[[ Given entries, beginning ]]

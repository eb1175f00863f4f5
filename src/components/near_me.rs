//! Boats-near-me map overlay
//!
//! ```text
//!   Unrendered ──render──▶ AwaitingLocation ──position──▶ QueryPending ──markers──▶ MarkersReady
//!                                │                            ▲                        │
//!                          location error                     └──── boat type change ──┘
//!                          (stays here)
//! ```
//!
//! The near-me query is only ever issued once a position is known.
//!
//! Loading here is a local flag: the overlay emits no `loading`/`doneLoading`
//! events, so the app-wide spinner does not cover near-me queries.
//!
//! `location_request` and `near_request` hand out the async calls as
//! detached futures for the app to spawn; `render` and `run_query` chain them
//! in place for tests.

use crate::config::LocationPolicy;
use crate::error::{FetchError, LocationError, ServiceError};
use crate::events::{EventSink, Toast};
use crate::geo::{Position, SharedLocation};
use crate::model::{BoatRecord, MapMarker, ALL_TYPES_VALUE};
use crate::service::SharedService;
use std::future::Future;
use tracing::{debug, info, warn};

pub const LABEL_YOU_ARE_HERE: &str = "You are here!";
pub const ICON_STANDARD_USER: &str = "standard:user";
pub const ERROR_TITLE: &str = "Error loading Boats Near Me";
pub const ERROR_MESSAGE: &str = "Error getting Boats by Location";
pub const LOCATION_ERROR_TITLE: &str = "Location unavailable";

#[derive(Debug, Clone, Copy, PartialEq)]
pub enum OverlayState {
    Unrendered,
    AwaitingLocation,
    QueryPending { position: Position },
    MarkersReady { position: Position },
}

impl OverlayState {
    pub fn position(&self) -> Option<Position> {
        match self {
            OverlayState::QueryPending { position } | OverlayState::MarkersReady { position } => {
                Some(*position)
            }
            _ => None,
        }
    }
}

/// An issued near-me query
#[derive(Debug, Clone, PartialEq)]
pub struct NearQuery {
    generation: u64,
    position: Position,
    boat_type_id: String,
}

impl NearQuery {
    pub fn position(&self) -> Position {
        self.position
    }

    pub fn boat_type_id(&self) -> &str {
        &self.boat_type_id
    }
}

/// Build the marker list: the user first, then one marker per boat in
/// payload order
pub fn create_map_markers(position: Position, payload: &str) -> Result<Vec<MapMarker>, FetchError> {
    let boats: Vec<BoatRecord> = serde_json::from_str(payload)
        .map_err(|e| FetchError::MalformedPayload(e.to_string()))?;

    let mut markers = Vec::with_capacity(boats.len() + 1);
    markers.push(MapMarker {
        latitude: position.latitude,
        longitude: position.longitude,
        title: LABEL_YOU_ARE_HERE.to_string(),
        icon: Some(ICON_STANDARD_USER.to_string()),
    });

    for boat in boats {
        let (Some(latitude), Some(longitude)) = (boat.latitude, boat.longitude) else {
            return Err(FetchError::MalformedPayload(format!(
                "boat {} has no geolocation",
                boat.id
            )));
        };
        markers.push(MapMarker {
            latitude,
            longitude,
            title: boat.name,
            icon: None,
        });
    }

    Ok(markers)
}

pub struct GeoMapOverlay {
    location: SharedLocation,
    service: SharedService,
    sink: EventSink,
    policy: LocationPolicy,

    state: OverlayState,
    boat_type_id: String,
    markers: Vec<MapMarker>,
    is_loading: bool,
    generation: u64,
    error: Option<FetchError>,
    location_error: Option<LocationError>,
}

impl GeoMapOverlay {
    pub fn new(
        location: SharedLocation,
        service: SharedService,
        sink: EventSink,
        policy: LocationPolicy,
    ) -> Self {
        Self {
            location,
            service,
            sink,
            policy,
            state: OverlayState::Unrendered,
            boat_type_id: ALL_TYPES_VALUE.to_string(),
            markers: Vec::new(),
            is_loading: true,
            generation: 0,
            error: None,
            location_error: None,
        }
    }

    /// First render moves to `AwaitingLocation`
    ///
    /// Returns true exactly once: when the caller should ask for the position.
    pub fn on_render(&mut self) -> bool {
        if self.state != OverlayState::Unrendered {
            return false;
        }
        self.state = OverlayState::AwaitingLocation;
        true
    }

    /// Apply the geolocation outcome
    ///
    /// A position yields the query to run. A failure leaves the overlay
    /// waiting, without ever querying the backend.
    pub fn location_resolved(
        &mut self,
        result: Result<Position, LocationError>,
    ) -> Option<NearQuery> {
        if self.state != OverlayState::AwaitingLocation {
            debug!(state = ?self.state, "Ignoring location outside AwaitingLocation");
            return None;
        }

        match result {
            Ok(position) => {
                debug!(
                    latitude = position.latitude,
                    longitude = position.longitude,
                    "Location resolved"
                );
                self.state = OverlayState::QueryPending { position };
                Some(self.issue_query(position))
            }
            Err(e) => {
                match self.policy {
                    LocationPolicy::Silent => {
                        info!(error = %e, "Location unavailable, near-me map stays empty")
                    }
                    LocationPolicy::Notify => {
                        warn!(error = %e, "Location unavailable");
                        self.sink
                            .toast(Toast::error(LOCATION_ERROR_TITLE, e.to_string()));
                    }
                }
                self.location_error = Some(e);
                None
            }
        }
    }

    /// Change the boat type; re-queries when the position is known
    pub fn set_boat_type_id(&mut self, boat_type_id: &str) -> Option<NearQuery> {
        if self.boat_type_id == boat_type_id {
            return None;
        }
        self.boat_type_id = boat_type_id.to_string();

        let position = self.state.position()?;
        self.state = OverlayState::QueryPending { position };
        self.is_loading = true;
        Some(self.issue_query(position))
    }

    fn issue_query(&mut self, position: Position) -> NearQuery {
        self.generation += 1;
        NearQuery {
            generation: self.generation,
            position,
            boat_type_id: self.boat_type_id.clone(),
        }
    }

    /// Apply a near-me response
    ///
    /// Returns `Ok(false)` when the query was superseded.
    pub fn markers_loaded(
        &mut self,
        query: NearQuery,
        result: Result<String, ServiceError>,
    ) -> Result<bool, FetchError> {
        if query.generation != self.generation {
            debug!(
                generation = query.generation,
                current = self.generation,
                "Discarding stale near-me response"
            );
            return Ok(false);
        }

        let markers = result
            .map_err(FetchError::from)
            .and_then(|payload| create_map_markers(query.position, &payload));
        self.is_loading = false;

        match markers {
            Ok(markers) => {
                debug!(markers = markers.len(), "Near-me markers ready");
                self.markers = markers;
                self.error = None;
                self.state = OverlayState::MarkersReady {
                    position: query.position,
                };
                Ok(true)
            }
            Err(e) => {
                // Markers from the last good query stay on the map
                warn!(error = %e, "Near-me query failed");
                self.error = Some(e.clone());
                self.sink.toast(Toast::error(ERROR_TITLE, ERROR_MESSAGE));
                Err(e)
            }
        }
    }

    /// The one-shot position lookup
    pub fn location_request(
        &self,
    ) -> impl Future<Output = Result<Position, LocationError>> + Send + 'static {
        let location = self.location.clone();
        async move { location.current_position().await }
    }

    /// The backend query for `query`, detached from the overlay
    pub fn near_request(
        &self,
        query: &NearQuery,
    ) -> impl Future<Output = Result<String, ServiceError>> + Send + 'static {
        let service = self.service.clone();
        let position = query.position();
        let boat_type_id = query.boat_type_id().to_string();
        async move {
            service
                .search_boats_near(position.latitude, position.longitude, &boat_type_id)
                .await
        }
    }

    /// First render: resolve the position, then load the markers
    #[cfg(test)]
    pub async fn render(&mut self) -> Result<(), FetchError> {
        if !self.on_render() {
            return Ok(());
        }
        let result = self.location_request().await;
        match self.location_resolved(result) {
            Some(query) => self.run_query(query).await.map(|_| ()),
            None => Ok(()),
        }
    }

    #[cfg(test)]
    pub async fn run_query(&mut self, query: NearQuery) -> Result<bool, FetchError> {
        let result = self.near_request(&query).await;
        self.markers_loaded(query, result)
    }

    pub fn state(&self) -> OverlayState {
        self.state
    }

    pub fn markers(&self) -> &[MapMarker] {
        &self.markers
    }

    pub fn is_loading(&self) -> bool {
        self.is_loading
    }

    pub fn boat_type_id(&self) -> &str {
        &self.boat_type_id
    }

    pub fn error(&self) -> Option<&FetchError> {
        self.error.as_ref()
    }

    pub fn location_error(&self) -> Option<&LocationError> {
        self.location_error.as_ref()
    }
}
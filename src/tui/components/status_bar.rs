// Status bar
//
// Uptime, loading state, selection and the key reference. Narrow terminals
// get the short key list.

use crate::tui::app::App;
use crate::tui::layout::Breakpoint;
use crate::tui::style;
use ratatui::{
    layout::Rect,
    style::Style,
    widgets::{Block, Borders, Paragraph},
    Frame,
};

const KEYS_FULL: &str =
    "◂▸ type │ ▴▾ row │ ⏎ select │ +/- price │ [/] length │ s save │ r refresh │ l logs │ q quit";
const KEYS_SHORT: &str = "◂▸ ▴▾ ⏎ +/- [/] s r l q";

pub fn render(f: &mut Frame, area: Rect, app: &App) {
    let fleet = &app.fleet;
    let bp = Breakpoint::from_width(area.width);

    let activity = match fleet.spinner_depth() {
        0 => "idle".to_string(),
        1 => format!("{} loading", app.spinner_char()),
        n => format!("{} loading ×{n}", app.spinner_char()),
    };
    let selection = app
        .broadcast_selection
        .as_deref()
        .map(|id| format!(" │ ⛵ {id}"))
        .unwrap_or_default();
    let keys = if bp.at_least(Breakpoint::Wide) {
        KEYS_FULL
    } else {
        KEYS_SHORT
    };

    let text = format!(
        " {} │ {}{} │ 📡 {} sent · {} listening │ {}",
        app.uptime(),
        activity,
        selection,
        fleet.bus().published_count(),
        fleet.bus().subscriber_count(),
        keys
    );

    let status = Paragraph::new(text)
        .style(Style::default().fg(style::MUTED))
        .block(Block::default().borders(Borders::TOP).border_style(style::border()));
    f.render_widget(status, area);
}
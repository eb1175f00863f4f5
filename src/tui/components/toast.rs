//! Toast notification overlay
//!
//! Toasts stack upward from the bottom-right corner and dismiss themselves.
//! Errors stay on screen longer than successes.

use crate::events::{Toast, ToastVariant};
use crate::tui::style;
use ratatui::{
    layout::{Alignment, Rect},
    style::Style,
    text::Line,
    widgets::{Block, Borders, Clear, Paragraph, Wrap},
    Frame,
};
use std::time::{Duration, Instant};
use unicode_width::UnicodeWidthStr;

const SUCCESS_DURATION: Duration = Duration::from_secs(3);
const ERROR_DURATION: Duration = Duration::from_secs(6);

/// Widest a toast may get, borders included
const MAX_WIDTH: u16 = 48;

pub struct ToastView {
    pub toast: Toast,
    created_at: Instant,
    duration: Duration,
}

impl ToastView {
    pub fn new(toast: Toast) -> Self {
        let duration = match toast.variant {
            ToastVariant::Success => SUCCESS_DURATION,
            ToastVariant::Error => ERROR_DURATION,
        };
        Self {
            toast,
            created_at: Instant::now(),
            duration,
        }
    }

    pub fn is_expired(&self) -> bool {
        self.created_at.elapsed() >= self.duration
    }

    fn color(&self) -> ratatui::style::Color {
        match self.toast.variant {
            ToastVariant::Success => style::SUCCESS,
            ToastVariant::Error => style::ERROR,
        }
    }

    /// Cells needed for the message, borders and padding included
    fn width(&self, available: u16) -> u16 {
        let text = self.toast.message.width().max(self.toast.title.width() + 2) as u16;
        (text + 4).min(MAX_WIDTH).min(available)
    }
}

/// Render the visible toasts, newest at the bottom
pub fn render(f: &mut Frame, area: Rect, toasts: &[ToastView]) {
    let mut bottom = area.bottom().saturating_sub(1);

    for view in toasts.iter().rev() {
        let width = view.width(area.width.saturating_sub(4));
        let inner_width = width.saturating_sub(2).max(1) as usize;
        let lines = view.toast.message.width().div_ceil(inner_width).max(1) as u16;
        let height = lines + 2;
        if bottom < area.top() + height {
            break;
        }

        let x = area.right().saturating_sub(width + 2);
        let y = bottom - height;
        let toast_area = Rect::new(x, y, width, height);

        let block = Block::default()
            .borders(Borders::ALL)
            .border_style(Style::default().fg(view.color()))
            .title(Line::from(format!(" {} ", view.toast.title)).style(style::title()));

        let text = Paragraph::new(view.toast.message.as_str())
            .alignment(Alignment::Center)
            .wrap(Wrap { trim: true })
            .block(block);

        f.render_widget(Clear, toast_area);
        f.render_widget(text, toast_area);
        bottom = y;
    }
}
// Fixed palette for the terminal front-end

use ratatui::style::{Color, Modifier, Style};

pub const TITLE: Color = Color::Cyan;
pub const BORDER: Color = Color::DarkGray;
pub const FOCUS: Color = Color::LightCyan;
pub const SELECTED: Color = Color::Yellow;
pub const DRAFT: Color = Color::LightMagenta;
pub const SUCCESS: Color = Color::Green;
pub const ERROR: Color = Color::Red;
pub const WARN: Color = Color::Yellow;
pub const MUTED: Color = Color::Gray;

pub fn border() -> Style {
    Style::default().fg(BORDER)
}

pub fn title() -> Style {
    Style::default().fg(TITLE).add_modifier(Modifier::BOLD)
}

/// The row under the table cursor
pub fn cursor() -> Style {
    Style::default().bg(Color::DarkGray).add_modifier(Modifier::BOLD)
}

[[ Given entries, end ]]

Starting with the first line of the data above, copy each line exactly until you reach the line with "Loading here is"; include that line as well.

repository eb1175f00863f4f5
filename src/components/near_me.rs
//! Boats-near-me map overlay
//!
//! ```text
//!   Unrendered ──render──▶ AwaitingLocation ──position──▶ QueryPending ──markers──▶ MarkersReady
//!                                │                            ▲                        │
//!                          location error                     └──── boat type change ──┘
//!                          (stays here)
//! ```
//!
//! The near-me query is only ever issued once a position is known.
//!
//! Loading here is a local flag: the overlay emits no `loading`/`doneLoading`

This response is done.